» **WORKING DATA**
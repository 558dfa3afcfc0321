//! Scripted transport used by this crate's tests

use async_trait::async_trait;
use parking_lot::Mutex;
use std::collections::VecDeque;
use std::sync::Arc;
use std::time::Duration;

use crate::error::HttpError;
use crate::request::{HttpRequest, HttpResponse};
use crate::transport::HttpTransport;

/// Answers requests from a queue of canned results (200 `{}` once empty) and
/// records every request it sees
#[derive(Default)]
pub struct ScriptedTransport {
    script: Mutex<VecDeque<Result<HttpResponse, String>>>,
    calls: Mutex<Vec<HttpRequest>>,
    log: Mutex<Vec<String>>,
    latency: Option<Duration>,
}

impl ScriptedTransport {
    pub fn new() -> Arc<Self> {
        Arc::new(Self::default())
    }

    /// Each call sleeps for `latency` before answering
    pub fn with_latency(latency: Duration) -> Arc<Self> {
        Arc::new(Self {
            latency: Some(latency),
            ..Self::default()
        })
    }

    pub fn push(&self, response: HttpResponse) {
        self.script.lock().push_back(Ok(response));
    }

    pub fn push_error(&self, message: &str) {
        self.script.lock().push_back(Err(message.to_string()));
    }

    pub fn calls(&self) -> Vec<HttpRequest> {
        self.calls.lock().clone()
    }

    /// `start <url>` / `end <url>` entries in call order
    pub fn log(&self) -> Vec<String> {
        self.log.lock().clone()
    }
}

#[async_trait]
impl HttpTransport for ScriptedTransport {
    async fn execute(&self, request: HttpRequest) -> Result<HttpResponse, HttpError> {
        self.log.lock().push(format!("start {}", request.url));
        self.calls.lock().push(request.clone());

        if let Some(latency) = self.latency {
            tokio::time::sleep(latency).await;
        }

        let next = self.script.lock().pop_front();
        self.log.lock().push(format!("end {}", request.url));
        match next {
            Some(Ok(response)) => Ok(response),
            Some(Err(message)) => Err(HttpError::Transport(message)),
            None => Ok(HttpResponse::new(200, "{}")),
        }
    }
}
//! Domain events published to an `EventSink`

mod domain_event;

pub use domain_event::Event;
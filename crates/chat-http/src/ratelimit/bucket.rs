//! Per-route bucket: request queue plus the last known rate-limit state

use parking_lot::Mutex;
use std::collections::VecDeque;
use std::time::Duration;
use tokio::sync::oneshot;
use tokio::time::Instant;

use super::clock::ClockOffset;
use crate::error::HttpError;
use crate::request::{HttpRequest, HttpResponse};

/// A queued request and the caller waiting for it
pub(crate) struct Entry {
    pub request: HttpRequest,
    pub responder: oneshot::Sender<Result<HttpResponse, HttpError>>,
}

#[derive(Default)]
struct Queue {
    entries: VecDeque<Entry>,
    /// Set while a worker owns this queue
    worker_active: bool,
}

#[derive(Debug, Clone, Copy)]
struct Limit {
    remaining: i64,
    /// Server-clock epoch milliseconds
    reset_at_ms: i64,
}

/// Point-in-time view of a bucket
#[derive(Debug, Clone, Copy, PartialEq, Eq)]
pub struct BucketSnapshot {
    pub remaining: i64,
    pub reset_at_ms: i64,
    pub queued: usize,
    pub worker_active: bool,
}

pub(crate) struct Bucket {
    identity: String,
    queue: Mutex<Queue>,
    limit: Mutex<Limit>,
    last_access: Mutex<Instant>,
}

impl Bucket {
    pub fn new(identity: &str) -> Self {
        Self {
            identity: identity.to_string(),
            queue: Mutex::new(Queue::default()),
            // Unknown until the first response; assume one request is allowed
            limit: Mutex::new(Limit {
                remaining: 1,
                reset_at_ms: 0,
            }),
            last_access: Mutex::new(Instant::now()),
        }
    }

    pub fn identity(&self) -> &str {
        &self.identity
    }

    pub fn touch(&self) {
        *self.last_access.lock() = Instant::now();
    }

    /// Append an entry. Returns true when the caller must start a worker.
    pub fn enqueue(&self, entry: Entry) -> bool {
        let mut queue = self.queue.lock();
        queue.entries.push_back(entry);
        if queue.worker_active {
            false
        } else {
            queue.worker_active = true;
            true
        }
    }

    /// Clone the head request, or release the worker flag if the queue is empty
    pub fn peek_or_release(&self) -> Option<HttpRequest> {
        let mut queue = self.queue.lock();
        match queue.entries.front() {
            Some(entry) => Some(entry.request.clone()),
            None => {
                queue.worker_active = false;
                None
            }
        }
    }

    /// Remove the head entry
    pub fn pop(&self) -> Option<Entry> {
        self.queue.lock().entries.pop_front()
    }

    /// Time to wait before the next request may be sent
    pub fn delay(&self, clock: &ClockOffset) -> Option<Duration> {
        let limit = *self.limit.lock();
        if limit.remaining > 0 {
            return None;
        }
        let wait = limit.reset_at_ms - clock.server_now_ms();
        u64::try_from(wait)
            .ok()
            .filter(|ms| *ms > 0)
            .map(Duration::from_millis)
    }

    /// Record a 429: nothing left until `retry_after_ms` from now
    pub fn rate_limited(&self, retry_after_ms: i64, clock: &ClockOffset) {
        let mut limit = self.limit.lock();
        limit.remaining = 0;
        limit.reset_at_ms = clock.server_now_ms() + retry_after_ms;
    }

    /// Record the rate-limit headers of a non-429 response
    pub fn update(&self, response: &HttpResponse) {
        let remaining = response
            .header("x-ratelimit-remaining")
            .and_then(|v| v.trim().parse::<i64>().ok())
            .unwrap_or(1);
        let reset_at_ms = response
            .header("x-ratelimit-reset")
            .and_then(|v| v.trim().parse::<f64>().ok())
            .map_or(0, |secs| (secs * 1000.0) as i64);

        let mut limit = self.limit.lock();
        limit.remaining = remaining;
        limit.reset_at_ms = reset_at_ms;
    }

    /// Idle buckets hold no work and have not been touched for `ttl`
    pub fn is_idle(&self, ttl: Duration) -> bool {
        let queue = self.queue.lock();
        queue.entries.is_empty()
            && !queue.worker_active
            && self.last_access.lock().elapsed() >= ttl
    }

    pub fn snapshot(&self) -> BucketSnapshot {
        let limit = *self.limit.lock();
        let queue = self.queue.lock();
        BucketSnapshot {
            remaining: limit.remaining,
            reset_at_ms: limit.reset_at_ms,
            queued: queue.entries.len(),
            worker_active: queue.worker_active,
        }
    }
}

/// `retry_after` (milliseconds) from a 429 body, 0 if absent
pub(crate) fn retry_after_ms(response: &HttpResponse) -> i64 {
    serde_json::from_str::<serde_json::Value>(&response.body)
        .ok()
        .and_then(|body| body.get("retry_after").and_then(serde_json::Value::as_f64))
        .map_or(0, |ms| ms.ceil() as i64)
}
//! Guild entity - a community server as seen by a connected shard

use serde::{Deserialize, Serialize};
use serde_json::Value;

use crate::error::DomainError;
use crate::value_objects::{Emoji, Snowflake};

/// Guild (server) entity
#[derive(Debug, Clone, PartialEq, Eq, Serialize, Deserialize)]
pub struct Guild {
    pub id: Snowflake,
    #[serde(default)]
    pub name: String,
    #[serde(default)]
    pub icon: Option<String>,
    #[serde(default)]
    pub owner_id: Option<Snowflake>,
    #[serde(default)]
    pub member_count: u64,
    #[serde(default)]
    pub unavailable: bool,
    #[serde(default)]
    pub emojis: Vec<Emoji>,
}

impl Guild {
    /// Create an empty Guild record
    #[must_use]
    pub fn new(id: Snowflake, name: impl Into<String>) -> Self {
        Self {
            id,
            name: name.into(),
            icon: None,
            owner_id: None,
            member_count: 0,
            unavailable: false,
            emojis: Vec::new(),
        }
    }

    /// Parse a guild object payload
    pub fn from_json(data: &Value) -> Result<Self, DomainError> {
        Ok(Self::deserialize(data)?)
    }

    /// Check if a user is the guild owner
    #[inline]
    pub fn is_owner(&self, user_id: Snowflake) -> bool {
        self.owner_id == Some(user_id)
    }

    /// Get the guild icon URL if set
    pub fn icon_url(&self) -> Option<String> {
        self.icon
            .as_ref()
            .map(|hash| format!("https://cdn.discordapp.com/icons/{}/{}.png", self.id, hash))
    }
}
//! Snowflake ID - 64-bit identifier used for every platform object
//!
//! Structure:
//! - Bits 63-22: Timestamp (milliseconds since platform epoch)
//! - Bits 21-17: Internal worker ID
//! - Bits 16-12: Internal process ID
//! - Bits 11-0:  Increment

use serde::{Deserialize, Deserializer, Serialize, Serializer};
use std::fmt;

/// Platform snowflake ID (64-bit)
#[derive(Debug, Clone, Copy, PartialEq, Eq, PartialOrd, Ord, Hash, Default)]
pub struct Snowflake(u64);

impl Snowflake {
    /// Platform epoch: 2015-01-01 00:00:00 UTC (milliseconds)
    pub const EPOCH: u64 = 1_420_070_400_000;

    /// Create a new Snowflake from a raw u64 value
    #[inline]
    pub const fn new(id: u64) -> Self {
        Self(id)
    }

    /// Get the inner u64 value
    #[inline]
    pub const fn into_inner(self) -> u64 {
        self.0
    }

    /// Check if the Snowflake is zero (uninitialized)
    #[inline]
    pub const fn is_zero(&self) -> bool {
        self.0 == 0
    }

    /// Extract timestamp (milliseconds since Unix epoch)
    #[inline]
    pub fn timestamp(&self) -> u64 {
        (self.0 >> 22) + Self::EPOCH
    }

    /// Extract internal worker ID (0-31)
    #[inline]
    pub fn worker_id(&self) -> u8 {
        ((self.0 >> 17) & 0x1F) as u8
    }

    /// Extract internal process ID (0-31)
    #[inline]
    pub fn process_id(&self) -> u8 {
        ((self.0 >> 12) & 0x1F) as u8
    }

    /// Extract increment (0-4095)
    #[inline]
    pub fn increment(&self) -> u16 {
        (self.0 & 0xFFF) as u16
    }

    /// Convert timestamp to DateTime<Utc>
    pub fn created_at(&self) -> chrono::DateTime<chrono::Utc> {
        chrono::DateTime::from_timestamp_millis(self.timestamp() as i64).unwrap_or_default()
    }

    /// Parse from string representation
    pub fn parse(s: &str) -> Result<Self, SnowflakeParseError> {
        s.parse::<u64>()
            .map(Snowflake)
            .map_err(|_| SnowflakeParseError::InvalidFormat)
    }

    /// Read a snowflake from a JSON value that is either a string or a number
    pub fn from_json(value: &serde_json::Value) -> Option<Self> {
        match value {
            serde_json::Value::String(s) => Self::parse(s).ok(),
            serde_json::Value::Number(n) => n.as_u64().map(Snowflake),
            _ => None,
        }
    }
}

/// Error when parsing a Snowflake from string
#[derive(Debug, Clone, Copy, PartialEq, Eq, thiserror::Error)]
pub enum SnowflakeParseError {
    #[error("invalid snowflake format")]
    InvalidFormat,
}

impl fmt::Display for Snowflake {
    fn fmt(&self, f: &mut fmt::Formatter<'_>) -> fmt::Result {
        write!(f, "{}", self.0)
    }
}

impl From<u64> for Snowflake {
    fn from(id: u64) -> Self {
        Self(id)
    }
}

impl From<Snowflake> for u64 {
    fn from(id: Snowflake) -> Self {
        id.0
    }
}

impl std::str::FromStr for Snowflake {
    type Err = SnowflakeParseError;

    fn from_str(s: &str) -> Result<Self, Self::Err> {
        Snowflake::parse(s)
    }
}

// Serialize as string for JSON (JavaScript BigInt safety)
impl Serialize for Snowflake {
    fn serialize<S>(&self, serializer: S) -> Result<S::Ok, S::Error>
    where
        S: Serializer,
    {
        serializer.serialize_str(&self.0.to_string())
    }
}

// Deserialize from string or number
impl<'de> Deserialize<'de> for Snowflake {
    fn deserialize<D>(deserializer: D) -> Result<Self, D::Error>
    where
        D: Deserializer<'de>,
    {
        use serde::de::{self, Visitor};

        struct SnowflakeVisitor;

        impl Visitor<'_> for SnowflakeVisitor {
            type Value = Snowflake;

            fn expecting(&self, formatter: &mut fmt::Formatter) -> fmt::Result {
                formatter.write_str("a string or integer representing a snowflake ID")
            }

            fn visit_i64<E>(self, value: i64) -> Result<Snowflake, E>
            where
                E: de::Error,
            {
                u64::try_from(value)
                    .map(Snowflake)
                    .map_err(|_| de::Error::custom("negative snowflake"))
            }

            fn visit_u64<E>(self, value: u64) -> Result<Snowflake, E>
            where
                E: de::Error,
            {
                Ok(Snowflake(value))
            }

            fn visit_str<E>(self, value: &str) -> Result<Snowflake, E>
            where
                E: de::Error,
            {
                value
                    .parse::<u64>()
                    .map(Snowflake)
                    .map_err(|_| de::Error::custom("invalid snowflake string"))
            }
        }

        deserializer.deserialize_any(SnowflakeVisitor)
    }
}
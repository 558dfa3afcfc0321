//! zlib-stream frame codec
//!
//! With `compress=zlib-stream` the gateway deflates every message through one
//! zlib context that lives as long as the socket. A message may span several
//! binary frames; the last one ends with the sync-flush marker `00 00 FF FF`.

use flate2::{Decompress, FlushDecompress, Status};

use crate::error::CodecError;

/// Trailer of a sync flush, marking the end of one logical message
const ZLIB_SUFFIX: [u8; 4] = [0x00, 0x00, 0xFF, 0xFF];

const CHUNK: usize = 32 * 1024;

/// Per-connection streaming inflater
pub struct Inflater {
    decompress: Decompress,
    buffer: Vec<u8>,
    output: Vec<u8>,
}

impl Inflater {
    /// Fresh inflate context for a new socket
    #[must_use]
    pub fn new() -> Self {
        Self {
            decompress: Decompress::new(true),
            buffer: Vec::new(),
            output: Vec::with_capacity(CHUNK),
        }
    }

    /// Feed one binary frame
    ///
    /// Returns the decompressed message once its final frame has arrived, or
    /// `None` while more frames are expected.
    pub fn push(&mut self, frame: &[u8]) -> Result<Option<String>, CodecError> {
        self.buffer.extend_from_slice(frame);
        if !self.buffer.ends_with(&ZLIB_SUFFIX) {
            return Ok(None);
        }

        self.output.clear();
        let mut offset = 0;
        loop {
            let before_in = self.decompress.total_in();
            let before_out = self.decompress.total_out();

            self.output.reserve(CHUNK);
            let status = self.decompress.decompress_vec(
                &self.buffer[offset..],
                &mut self.output,
                FlushDecompress::Sync,
            );

            let consumed = (self.decompress.total_in() - before_in) as usize;
            let produced = self.decompress.total_out() - before_out;
            offset += consumed;

            match status {
                Ok(Status::StreamEnd) => break,
                Ok(_) => {
                    let drained = offset >= self.buffer.len() && self.output.len() < self.output.capacity();
                    if drained || (consumed == 0 && produced == 0) {
                        break;
                    }
                }
                Err(e) => {
                    self.buffer.clear();
                    return Err(e.into());
                }
            }
        }
        self.buffer.clear();

        let text = String::from_utf8(std::mem::take(&mut self.output))?;
        Ok(Some(text))
    }

    /// Bytes of the current partial message
    #[must_use]
    pub fn pending(&self) -> usize {
        self.buffer.len()
    }
}

impl Default for Inflater {
    fn default() -> Self {
        Self::new()
    }
}

impl std::fmt::Debug for Inflater {
    fn fmt(&self, f: &mut std::fmt::Formatter<'_>) -> std::fmt::Result {
        f.debug_struct("Inflater")
            .field("total_in", &self.decompress.total_in())
            .field("total_out", &self.decompress.total_out())
            .field("pending", &self.buffer.len())
            .finish()
    }
}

» **WORK INSTRUCTIONS**
Repeat exactly the lines above from the line that contains "Self::new()" through the end. Include both of these ends; leave out everything else.

» **RESPONSE BOX**
        Self::new()
    }
}

impl std::fmt::Debug for Inflater {
    fn fmt(&self, f: &mut std::fmt::Formatter<'_>) -> std::fmt::Result {
        f.debug_struct("Inflater")
            .field("total_in", &self.decompress.total_in())
            .field("total_out", &self.decompress.total_out())
            .field("pending", &self.buffer.len())
            .finish()
    }
}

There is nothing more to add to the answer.